BACKGROUND: Diabetes mellitus (DM), along with its associated complications, including diabetic neuropathy and hyperlipidemia, has become a global concern in the last few decades. The main objective of our study is to evaluate the comparative neuro-safety status, serum plasma glucose, and lipid-lowering potential of two widely recognized antidiabetic drugs named metformin and glimepiride. METHODS: The neurological evaluation was done by open field test, hole board test, forced swimming test, dark and lighthouse test, and elevated plus maze test by employing diazepam as standard. Serum blood glucose level of streptozotocin (STZ)-induced diabetic mice was determined by glucose oxidizing method using a glucometer.

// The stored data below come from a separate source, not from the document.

//! Baseline comparison: does BCI add skill over spread alone?
//!
//! High-error forecasts (top quartile by default) are treated as the event of
//! interest. We fit logistic detectors on four feature sets and compare their
//! AUC:
//!
//! - spread only (the operational baseline)
//! - BCI only
//! - spread + BCI, z-scored ("equal" weighting)
//! - spread + BCI, learned weights
//!
//! AUC is computed in-sample: the point is a like-for-like comparison of the
//! feature sets, not an out-of-sample skill estimate.

use crate::error::AppError;
use crate::math::{fit_logistic, zscore};
use crate::validate::roc::{auc, high_error_labels};

/// One fitted detector and its AUC.
#[derive(Debug, Clone)]
pub struct ModelAuc {
    pub label: String,
    pub auc: f64,
    /// Slope coefficients (intercept omitted), where informative for the report.
    pub coefficients: Option<Vec<f64>>,
}

/// The full baseline table.
#[derive(Debug, Clone)]
pub struct BaselineComparison {
    /// Error threshold defining a high-error event.
    pub threshold: f64,
    /// Number of high-error events.
    pub n_high: usize,
    pub n: usize,
    pub models: Vec<ModelAuc>,
}

/// Fit the four detectors and collect their AUCs.
pub fn compare_baselines(
    spread: &[f64],
    bci: &[f64],
    errors: &[f64],
    high_error_quantile: f64,
) -> Result<BaselineComparison, AppError> {
    if spread.len() != bci.len() || spread.len() != errors.len() {
        return Err(AppError::new(4, "Baseline inputs must have equal lengths."));
    }

    let (threshold, labels) = high_error_labels(errors, high_error_quantile)?;
    let n_high = labels.iter().filter(|&&l| l == 1).count();
    if n_high == 0 || n_high == labels.len() {
        return Err(AppError::new(
            3,
            format!(
                "High-error labeling at quantile {high_error_quantile} produced a single class \
                 ({n_high} of {} events); the error series has too little variation.",
                labels.len()
            ),
        ));
    }

    let mut models = Vec::with_capacity(4);

    models.push(fit_and_score("spread only", &[spread], &labels, false)?);
    models.push(fit_and_score("BCI only", &[bci], &labels, false)?);

    let spread_z = zscore(spread);
    let bci_z = zscore(bci);
    models.push(fit_and_score(
        "spread + BCI (equal)",
        &[&spread_z, &bci_z],
        &labels,
        false,
    )?);
    models.push(fit_and_score(
        "spread + BCI (learned)",
        &[spread, bci],
        &labels,
        true,
    )?);

    Ok(BaselineComparison {
        threshold,
        n_high,
        n: labels.len(),
        models,
    })
}

fn fit_and_score(
    label: &str,
    columns: &[&[f64]],
    labels: &[u8],
    keep_coefficients: bool,
) -> Result<ModelAuc, AppError> {
    let model = fit_logistic(columns, labels)?;
    let probs = model.predict_all(columns);
    Ok(ModelAuc {
        label: label.to_string(),
        auc: auc(&probs, labels),
        coefficients: keep_coefficients.then(|| model.coefficients[1..].to_vec()),
    })
}

#[cfg(test)]
mod tests {
    use super::*;

    // Spread tracks error weakly, BCI (inverted) tracks it strongly.
    fn fixture() -> (Vec<f64>, Vec<f64>, Vec<f64>) {
        let n = 40;
        let errors: Vec<f64> = (0..n).map(|i| 0.2 + 0.1 * i as f64).collect();
        let spread: Vec<f64> = (0..n)
            .map(|i| 0.5 + 0.02 * i as f64 + ((i as f64) * 1.3).sin() * 0.4)
            .collect();
        let bci: Vec<f64> = errors.iter().map(|e| (1.0 - 0.15 * e).clamp(0.3, 1.0)).collect();
        (spread, bci, errors)
    }

    #[test]
    fn all_four_models_are_reported_in_order() {
        let (spread, bci, errors) = fixture();
        let cmp = compare_baselines(&spread, &bci, &errors, 0.75).unwrap();

        let labels: Vec<&str> = cmp.models.iter().map(|m| m.label.as_str()).collect();
        assert_eq!(
            labels,
            vec![
                "spread only",
                "BCI only",
                "spread + BCI (equal)",
                "spread + BCI (learned)"
            ]
        );
        for m in &cmp.models {
            assert!((0.0..=1.0).contains(&m.auc), "{} AUC {}", m.label, m.auc);
        }
        // Roughly a quarter of events are high-error.
        assert_eq!(cmp.n, 40);
        assert!(cmp.n_high >= 8 && cmp.n_high <= 12);
    }

    #[test]
    fn informative_feature_beats_chance() {
        let (spread, bci, errors) = fixture();
        let cmp = compare_baselines(&spread, &bci, &errors, 0.75).unwrap();

        // BCI is constructed to separate high errors cleanly here.
        let bci_only = &cmp.models[1];
        assert!(bci_only.auc > 0.9, "AUC was {}", bci_only.auc);
    }

    #[test]
    fn learned_model_exposes_coefficients() {
        let (spread, bci, errors) = fixture();
        let cmp = compare_baselines(&spread, &bci, &errors, 0.75).unwrap();

        let learned = &cmp.models[3];
        let coefs = learned.coefficients.as_ref().unwrap();
        assert_eq!(coefs.len(), 2);
        // High BCI should predict *low* error here.
        assert!(coefs[1] < 0.0);
    }

    #[test]
    fn flat_errors_are_rejected() {
        let spread = vec![1.0; 8];
        let bci = vec![0.5; 8];
        let errors = vec![2.0; 8];
        let err = compare_baselines(&spread, &bci, &errors, 0.75).unwrap_err();
        assert_eq!(err.exit_code(), 3);
    }
}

Total cholesterol (TC), triglyceride (TG), high-density lipoprotein cholesterol (HDL-C), low-density lipoprotein cholesterol (LDL-C), and very-low-density lipoprotein cholesterol (VLDL-C) levels were estimated by using the reference method where atorvastatin was used as standard. RESULTS: In neurological evaluation, both drugs produce almost the same anxiolytic activity in the open field test, hole board test, light and dark house test, and elevated plus maze test. However, in the forced swimming test, glimepiride produced more antidepressant activity than metformin. Glimepiride was found to remarkably reduce serum glucose and VLDL-C levels more than metformin, whereas, for other parameters, metformin takes over glimepiride sometimes took over the standard atorvastatin. CONCLUSIONS: The results of our study indicate that both oral hypoglycaemic drugs alter the lipid index while producing some anxiolytic effects on the central nervous system. Thus, recommended to be carefully administered to patients with low BMI and might be beneficial to patients suffering from peripheral nerve function and anxiety.